Une brasserie américaine, Anheuser-Bush Inc., a déposé à titre de marque communautaire la marque verbale semi-figurative Bud pour différents types de produits dont des bières.

Une brasserie tchèque (Budvar) a formé opposition contre cette demande d’enregistrement en se fondant sur une appellation d’origine Bud protégée notamment en France, en Italie ainsi qu’au Portugal.

L’Office des marques a rejeté cette opposition considérant que les preuves d’usage versées à l’appui de cette opposition étaient insuffisantes.

La brasserie tchèque a alors saisi le Tribunal de première instance qui a annulé la décision de l’OHMI.

La société américaine saisit la Cour de Justice de l’Union Européenne

La société américaine saisit la Cour de Justice de l’Union Européenne aux fins de voir annuler la décision de première instance.

A titre liminaire, il convient de préciser que la Cour a considéré que c’est à bon droit que le Tribunal :

  • a écarté l’application par analogie des dispositions applicables à une marque antérieure dans le cadre d’une procédure d’opposition. En effet, l’ensemble des droits antérieurs pouvant faire obstacle à l’enregistrement d’une marque communautaire nouvelle répondent à des conditions spécifiques (Cf. « hétérogénéité des droits antérieurs » ; Point 146) ,
  • a considéré que des livraisons à titre gratuit réalisées dans le cadre d’une activité commerciale (autrement dit,  dans la vie des affaires) sont susceptibles de constituer des preuves d’usage visant un avantage économique.

Cependant, la Cour a considéré que le Tribunal avait commis 3 erreurs de droit dans son interprétation de l’article 8 paragraphe 4 du Règlement N° 40/94 et applicable dans le cadre d’oppositions fondées sur une appellation d’origine antérieure et annule la décision du Tribunal sur ces points.

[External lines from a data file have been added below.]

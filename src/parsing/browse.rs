//! Company browse page parser.
//!
//! The browse endpoint (`/cgi-bin/browse-edgar?action=getcompany`) returns an HTML
//! table of a filer's filings. Each row has a "Documents" button linking to the
//! filing's documents page; the button is an anchor with the id `documentsbutton`.

use once_cell::sync::Lazy;
use scraper::{Html, Selector};

static DOCUMENTS_BUTTON_SELECTOR: Lazy<Selector> = Lazy::new(|| {
    Selector::parse("a#documentsbutton").expect("Failed to compile DOCUMENTS_BUTTON_SELECTOR")
});

/// Extracts the raw `href` of every documents button, in page order.
///
/// The hrefs are site-relative (`/Archives/edgar/data/...-index.htm`). Anchors
/// without an `href` are ignored.
pub fn documents_page_hrefs(content: &str) -> Vec<String> {
    let document = Html::parse_document(content);
    document
        .select(&DOCUMENTS_BUTTON_SELECTOR)
        .filter_map(|anchor| anchor.value().attr("href"))
        .map(str::to_string)
        .collect()
}

#[cfg(test)]
mod tests {
    use super::*;

    #[test]
    fn test_documents_page_hrefs() {
        let html = r#"
            <table class="tableFile2">
              <tr><td>10-K</td><td><a href="/Archives/edgar/data/320193/000032019322000108/0000320193-22-000108-index.htm" id="documentsbutton">&nbsp;Documents</a></td></tr>
              <tr><td>10-K</td><td><a href="/Archives/edgar/data/320193/000032019321000105/0000320193-21-000105-index.htm" id="documentsbutton">&nbsp;Documents</a>
                  <a href="/cgi-bin/viewer?action=view" id="interactiveDataBtn">Interactive Data</a></td></tr>
              <tr><td>10-K</td><td><a id="documentsbutton">&nbsp;Documents</a></td></tr>
            </table>"#;

        let hrefs = documents_page_hrefs(html);
        assert_eq!(
            hrefs,
            vec![
                "/Archives/edgar/data/320193/000032019322000108/0000320193-22-000108-index.htm",
                "/Archives/edgar/data/320193/000032019321000105/0000320193-21-000105-index.htm",
            ]
        );
    }

    #[test]
    fn test_no_documents_buttons() {
        let html = "<html><body><p>No matching Ticker Symbol.</p></body></html>";
        assert!(documents_page_hrefs(html).is_empty());
    }
}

Il ressort de l’article 8 Paragraphe 4 a) du Règlement 40/94 sur les marques communautaires que :

« Sur opposition du titulaire d’une marque non enregistrée ou d’un autre signe utilisé dans la vie des affaires dont la portée n’est pas seulement locale, la marque demandée est refusée à l’enregistrement, lorsque et dans la mesure où, selon la législation communautaire ou le droit de l’État membre qui est applicable à ce signe:

des droits à ce signe ont été acquis avant la date de dépôt de la demande de marque communautaire ou, le cas échéant, avant la date de la priorité invoquée à l’appui de la demande de marque communautaire; »

Sur le territoire de l’usage

  • Première erreur de droit :  Le Tribunal a jugé que la portée d’un signe qui ne saurait être seulement locale, doit être exclusivement appréciée en fonction de l’étendue du territoire de protection du signe en cause, sans tenir compte de l’utilisation sur ce territoire.

NON !

Ce n’est pas la seule étendue géographique qui doit être prise en considération pour pouvoir faire obstacle à l’enregistrement d’une marque nouvelle.

Le droit antérieur doit en effet être suffisamment caractérisé et cela passe par son exploitation.

Le signe doit donc être protégé mais également exploité.

  • Deuxième erreur de droit : Le territoire pertinent pour apprécier l’usage d’un signe n’est pas nécessairement le territoire de protection de celui-ci.

Dans la décision critiquée, le Tribunal a même précisé que « l’article 8 paragraphe 4 du règlement n° 40/94 ne requiert pas que le signe en cause fasse l’objet d’une utilisation sur le territoire de protection de celui-ci et que l’utilisation sur un territoire autre que celui dans lequel il est protégé peut suffire, y compris en l’absence de toute utilisation sur le territoire de protection ».

NON !

Les droits exclusifs du signe antérieur ne sont applicables que sur le territoire de protection du signe.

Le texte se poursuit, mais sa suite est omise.